**WORK TO BE COMPLETED**
Repeat the data verbatim.

Saved entries
use serde::{Deserialize, Serialize};
use std::{fmt::Display, str::FromStr};

#[derive(Serialize, Deserialize, Debug, Clone, Copy, PartialEq, Eq, PartialOrd, Ord, Hash)]
#[serde(rename_all = "snake_case")]
pub enum TripPurpose {
    Work,
    School,
    Leisure,
    Shopping,
    Other,
}

impl FromStr for TripPurpose {
    type Err = String;

    /// unrecognized purposes are kept as [`TripPurpose::Other`], only an empty
    /// value is rejected.
    fn from_str(s: &str) -> Result<Self, Self::Err> {
        match s.trim().to_lowercase().as_str() {
            "" => Err(String::from("trip purpose is empty")),
            "work" | "commute" => Ok(Self::Work),
            "school" | "education" => Ok(Self::School),
            "leisure" | "recreation" => Ok(Self::Leisure),
            "shopping" => Ok(Self::Shopping),
            _ => Ok(Self::Other),
        }
    }
}

impl Display for TripPurpose {
    fn fmt(&self, f: &mut std::fmt::Formatter<'_>) -> std::fmt::Result {
        let s = match self {
            TripPurpose::Work => "Work",
            TripPurpose::School => "School",
            TripPurpose::Leisure => "Leisure",
            TripPurpose::Shopping => "Shopping",
            TripPurpose::Other => "Other",
        };
        write!(f, "{s}")
    }
}
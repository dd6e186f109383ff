use crate::{
    config::AnalysisConfiguration,
    model::{run_analysis, FarewellError},
    report::ReportWriter,
};
use farewell_core::io::read_survey;
use std::path::Path;

/// loads a survey, runs every analysis stage and writes the configured reports
pub fn run_analysis_app(
    survey_file: &Path,
    output_directory: &Path,
    conf: &AnalysisConfiguration,
) -> Result<(), FarewellError> {
    log::info!("reading survey from {}", survey_file.to_string_lossy());
    let (dataset, summary) = read_survey(survey_file, &conf.data.reader_options())?;
    log::info!(
        "kept {} of {} rows ({} malformed, {} outliers)",
        summary.rows_kept,
        summary.rows_read,
        summary.rows_malformed,
        summary.rows_outlier
    );
    let results = run_analysis(&dataset, &summary, conf)?;
    let writer = ReportWriter::new(output_directory, &conf.report);
    let written = writer.write(&results)?;
    eprintln!(
        "wrote {} report files to {}",
        written.len(),
        output_directory.to_string_lossy()
    );
    Ok(())
}

#[cfg(test)]
mod tests {
    use super::*;
    use crate::report::ReportFormat;
    use farewell_core::io::sample_generator::{generate_survey, write_survey};

    #[test]
    fn test_survey_file_to_reports() {
        let dir = std::env::temp_dir().join(format!("farewell-{}-app-run", std::process::id()));
        let _ = std::fs::remove_dir_all(&dir);
        std::fs::create_dir_all(&dir).expect("temp dir");
        let survey = dir.join("survey.csv");
        write_survey(&survey, &generate_survey(250, 11)).expect("survey written");

        let mut conf = AnalysisConfiguration::default();
        conf.report.formats = vec![ReportFormat::Json];
        let out = dir.join("reports");
        run_analysis_app(&survey, &out, &conf).expect("analysis app");
        assert!(out.join("results.json").exists());
        assert!(!out.join("report.md").exists());
        let _ = std::fs::remove_dir_all(&dir);
    }
}
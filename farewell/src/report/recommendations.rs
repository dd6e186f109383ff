use crate::model::{
    welfare::{OptimumLocation, WelfareObjective},
    AnalysisResults, Segment,
};
use farewell_core::model::IncomeGroup;

/// share of low income trips above which subsidies are recommended to target them
pub const LOW_INCOME_UNAFFORDABLE_PERCENT: f64 = 30.0;
/// gini of affordability ratios above which a mode is flagged as uneven
pub const UNEVEN_GINI: f64 = 0.3;
/// relative fare change below which the current fare is called near optimal
pub const FARE_CHANGE_TOLERANCE: f64 = 0.05;

/// policy recommendations read off the analysis results, most general first
pub fn recommendations(results: &AnalysisResults) -> Vec<String> {
    let mut out = vec![];

    if let Some(top) = results.mcda.scores.first() {
        out.push(format!(
            "{} ranks first in the multi-criteria assessment with a score of {:.3}; \
             prioritise investment and service expansion there.",
            top.mode, top.composite
        ));
    }

    for market in results.welfare.markets.iter() {
        let Some(best) = results
            .welfare
            .get(market.mode, WelfareObjective::SocialWelfare)
        else {
            continue;
        };
        let price = best.market.price;
        let change = (price - market.base_price) / market.base_price;
        let boundary = match best.location {
            OptimumLocation::Interior => String::new(),
            location => format!(", at the {location} of the fare range searched"),
        };
        if change.abs() < FARE_CHANGE_TOLERANCE {
            out.push(format!(
                "The current {} fare of {:.2} BDT is close to the welfare-maximising fare of {:.2} BDT{boundary}.",
                market.mode, market.base_price, price
            ));
        } else {
            let direction = if change < 0.0 { "Lower" } else { "Raise" };
            out.push(format!(
                "{direction} the {} fare from {:.2} BDT towards {:.2} BDT to maximise social welfare{boundary}.",
                market.mode, market.base_price, price
            ));
        }
    }

    let low_income = results
        .affordability
        .stated_wtp
        .iter()
        .find(|s| s.segment == Segment::Income(IncomeGroup::Low));
    match low_income {
        Some(low) if low.unaffordable_percentage > LOW_INCOME_UNAFFORDABLE_PERCENT => {
            out.push(format!(
                "{:.1}% of low income trips cost more than respondents are willing to pay; \
                 direct fare support at low income riders.",
                low.unaffordable_percentage
            ));
        }
        Some(low) => out.push(format!(
            "{:.1}% of low income trips are unaffordable; monitor affordability before \
             committing to broad subsidies.",
            low.unaffordable_percentage
        )),
        None => {}
    }

    if let Some(best) = results.policy.most_cost_effective() {
        out.push(format!(
            "Of the subsidy scenarios, '{}' makes the most trips affordable per BDT spent \
             ({} trips for {:.2} BDT).",
            best.name, best.accessibility_improvement, best.total_subsidy_cost
        ));
    }

    let uneven = results
        .affordability
        .equity
        .iter()
        .filter(|e| e.gini > UNEVEN_GINI)
        .max_by(|a, b| a.gini.total_cmp(&b.gini));
    if let Some(e) = uneven {
        out.push(format!(
            "Affordability is least even on {} (Gini {:.3}); review its fare structure for \
             regressive effects.",
            e.mode, e.gini
        ));
    }

    let trade_offs = results
        .affordability
        .modeled_wtp
        .iter()
        .find(|w| w.segment == Segment::All)
        .and_then(|w| w.outcome.completed())
        .map(|w| w.trade_offs);
    if let Some(t) = trade_offs {
        if t.value_of_travel_time_per_hour > 0.0 {
            out.push(format!(
                "Travellers value in-vehicle time at {:.2} BDT per hour and waiting at {:.2} BDT \
                 per minute; frequency and speed improvements carry real value.",
                t.value_of_travel_time_per_hour, t.value_of_waiting_time
            ));
        }
    }
    out
}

**OUTPUT**
use serde::{Deserialize, Serialize};
use std::{fmt::Display, str::FromStr};

#[derive(Serialize, Deserialize, Debug, Clone, Copy, PartialEq, Eq, PartialOrd, Ord, Hash)]
#[serde(rename_all = "snake_case")]
pub enum TripPurpose {
    Work,
    School,
    Leisure,
    Shopping,
    Other,
}

impl FromStr for TripPurpose {
    type Err = String;

    /// unrecognized purposes are kept as [`TripPurpose::Other`], only an empty
    /// value is rejected.
    fn from_str(s: &str) -> Result<Self, Self::Err> {
        match s.trim().to_lowercase().as_str() {
            "" => Err(String::from("trip purpose is empty")),
            "work" | "commute" => Ok(Self::Work),
            "school" | "education" => Ok(Self::School),
            "leisure" | "recreation" => Ok(Self::Leisure),
            "shopping" => Ok(Self::Shopping),
            _ => Ok(Self::Other),
        }
    }
}

impl Display for TripPurpose {
    fn fmt(&self, f: &mut std::fmt::Formatter<'_>) -> std::fmt::Result {
        let s = match self {
            TripPurpose::Work => "Work",
            TripPurpose::School => "School",
            TripPurpose::Leisure => "Leisure",
            TripPurpose::Shopping => "Shopping",
            TripPurpose::Other => "Other",
        };
        write!(f, "{s}")
    }
}
repository dd6e186f109383ff
use crate::{
    config::AnalysisConfiguration,
    model::{run_analysis, FarewellError},
    report::ReportWriter,
};
use farewell_core::io::read_survey;
use std::path::Path;

/// loads a survey, runs every analysis stage and writes the configured reports
pub fn run_analysis_app(
    survey_file: &Path,
    output_directory: &Path,
    conf: &AnalysisConfiguration,
) -> Result<(), FarewellError> {
    log::info!("reading survey from {}", survey_file.to_string_lossy());
    let (dataset, summary) = read_survey(survey_file, &conf.data.reader_options())?;
    log::info!(
        "kept {} of {} rows ({} malformed, {} outliers)",
        summary.rows_kept,
        summary.rows_read,
        summary.rows_malformed,
        summary.rows_outlier
    );
    let results = run_analysis(&dataset, &summary, conf)?;
    let writer = ReportWriter::new(output_directory, &conf.report);
    let written = writer.write(&results)?;
    eprintln!(
        "wrote {} report files to {}",
        written.len(),
        output_directory.to_string_lossy()
    );
    Ok(())
}

#[cfg(test)]
mod tests {
    use super::*;
    use crate::report::ReportFormat;
    use farewell_core::io::sample_generator::{generate_survey, write_survey};

    #[test]
    fn test_survey_file_to_reports() {
        let dir = std::env::temp_dir().join(format!("farewell-{}-app-run", std::process::id()));
        let _ = std::fs::remove_dir_all(&dir);
        std::fs::create_dir_all(&dir).expect("temp dir");
        let survey = dir.join("survey.csv");
        write_survey(&survey, &generate_survey(250, 11)).expect("survey written");

        let mut conf = AnalysisConfiguration::default();
        conf.report.formats = vec![ReportFormat::Json];
        let out = dir.join("reports");
        run_analysis_app(&survey, &out, &conf).expect("analysis app");
        assert!(out.join("results.json").exists());
        assert!(!out.join("report.md").exists());
        let _ = std::fs::remove_dir_all(&dir);
    }
}
filename farewell/src/report/recommendations.rs
repository dd6e186f109383ff
use crate::model::{
    welfare::{OptimumLocation, WelfareObjective},
    AnalysisResults, Segment,
};
use farewell_core::model::IncomeGroup;

/// share of low income trips above which subsidies are recommended to target them
pub const LOW_INCOME_UNAFFORDABLE_PERCENT: f64 = 30.0;
/// gini of affordability ratios above which a mode is flagged as uneven
pub const UNEVEN_GINI: f64 = 0.3;
/// relative fare change below which the current fare is called near optimal
pub const FARE_CHANGE_TOLERANCE: f64 = 0.05;

/// policy recommendations read off the analysis results, most general first
pub fn recommendations(results: &AnalysisResults) -> Vec<String> {
    let mut out = vec![];

    if let Some(top) = results.mcda.scores.first() {
        out.push(format!(
            "{} ranks first in the multi-criteria assessment with a score of {:.3}; \
             prioritise investment and service expansion there.",
            top.mode, top.composite
        ));
    }

    for market in results.welfare.markets.iter() {
        let Some(best) = results
            .welfare
            .get(market.mode, WelfareObjective::SocialWelfare)
        else {
            continue;
        };
        let price = best.market.price;
        let change = (price - market.base_price) / market.base_price;
        let boundary = match best.location {
            OptimumLocation::Interior => String::new(),
            location => format!(", at the {location} of the fare range searched"),
        };
        if change.abs() < FARE_CHANGE_TOLERANCE {
            out.push(format!(
                "The current {} fare of {:.2} BDT is close to the welfare-maximising fare of {:.2} BDT{boundary}.",
                market.mode, market.base_price, price
            ));
        } else {
            let direction = if change < 0.0 { "Lower" } else { "Raise" };
            out.push(format!(
                "{direction} the {} fare from {:.2} BDT towards {:.2} BDT to maximise social welfare{boundary}.",
                market.mode, market.base_price, price
            ));
        }
    }

    let low_income = results
        .affordability
        .stated_wtp
        .iter()
        .find(|s| s.segment == Segment::Income(IncomeGroup::Low));
    match low_income {
        Some(low) if low.unaffordable_percentage > LOW_INCOME_UNAFFORDABLE_PERCENT => {
            out.push(format!(
                "{:.1}% of low income trips cost more than respondents are willing to pay; \
                 direct fare support at low income riders.",
                low.unaffordable_percentage
            ));
        }
        Some(low) => out.push(format!(
            "{:.1}% of low income trips are unaffordable; monitor affordability before \
             committing to broad subsidies.",
            low.unaffordable_percentage
        )),
        None => {}
    }

    if let Some(best) = results.policy.most_cost_effective() {
        out.push(format!(
            "Of the subsidy scenarios, '{}' makes the most trips affordable per BDT spent \
             ({} trips for {:.2} BDT).",
            best.name, best.accessibility_improvement, best.total_subsidy_cost
        ));
    }

    let uneven = results
        .affordability
        .equity
        .iter()
        .filter(|e| e.gini > UNEVEN_GINI)
        .max_by(|a, b| a.gini.total_cmp(&b.gini));
    if let Some(e) = uneven {
        out.push(format!(
            "Affordability is least even on {} (Gini {:.3}); review its fare structure for \
             regressive effects.",
            e.mode, e.gini
        ));
    }

    let trade_offs = results
        .affordability
        .modeled_wtp
        .iter()
        .find(|w| w.segment == Segment::All)
        .and_then(|w| w.outcome.completed())
        .map(|w| w.trade_offs);
    if let Some(t) = trade_offs {
        if t.value_of_travel_time_per_hour > 0.0 {
            out.push(format!(
                "Travellers value in-vehicle time at {:.2} BDT per hour and waiting at {:.2} BDT \
                 per minute; frequency and speed improvements carry real value.",
                t.value_of_travel_time_per_hour, t.value_of_waiting_time
            ));
        }
    }
    out
}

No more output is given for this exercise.